Mathilde Gremaud  (born 8 February 2000) is an Olympic Swiss freestyle skier and eight time X Games medalist. On February 28, 2023, she became the first freestyle skier to hold both slopestyle World and Olympic Champion titles after winning gold in both events.

Early life 
Gremaud was born on February 8, 2000, in Fribourg, Switzerland.

Career 
Gremaud competed in the World Championships 2017. She competed at the FIS Freestyle Ski and Snowboarding World Championships 2021, winning a silver medal in Slopestyle.
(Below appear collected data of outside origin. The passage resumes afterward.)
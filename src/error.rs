// src/error.rs  -  library error type
use thiserror::Error;

pub type Result<T> = std::result::Result<T, RoboidError>;

#[derive(Error, Debug)]
pub enum RoboidError {
    /// Port-level open failure (busy, not found, permission denied, or
    /// the post-open sanity check). Collapsed to not-available by the
    /// discovery loop; surfaced only when a port was named explicitly.
    #[error("cannot open serial port '{port}': {source}")]
    PortOpen {
        port: String,
        #[source]
        source: serialport::Error,
    },

    /// Discovery exhausted every candidate port without a handshake.
    #[error("no available USB to BLE bridge")]
    NoBridge,

    /// A bridge answered the probe but no robot is paired to it.
    #[error("bridge found but the robot is not connected")]
    BridgeNotConnected,

    #[error("at most {0} robots of one class are supported")]
    RobotLimit(usize),
}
She competed in the 2018 Winter Olympics and took the silver medal in women's Slopestyle.

Gremaud won gold in big air at the Winter X Games in 2017, 2019, and 2021. She won silver medals in big air and slopestyle in 2020. In 2019, she won bronze in big air.

In 2020, Gremaud became the first woman to land a switch double cork 1440 in competition history.

At the 2022 Winter Olympics, Gremaud won the gold medal in slopestyle and the bronze medal in big air.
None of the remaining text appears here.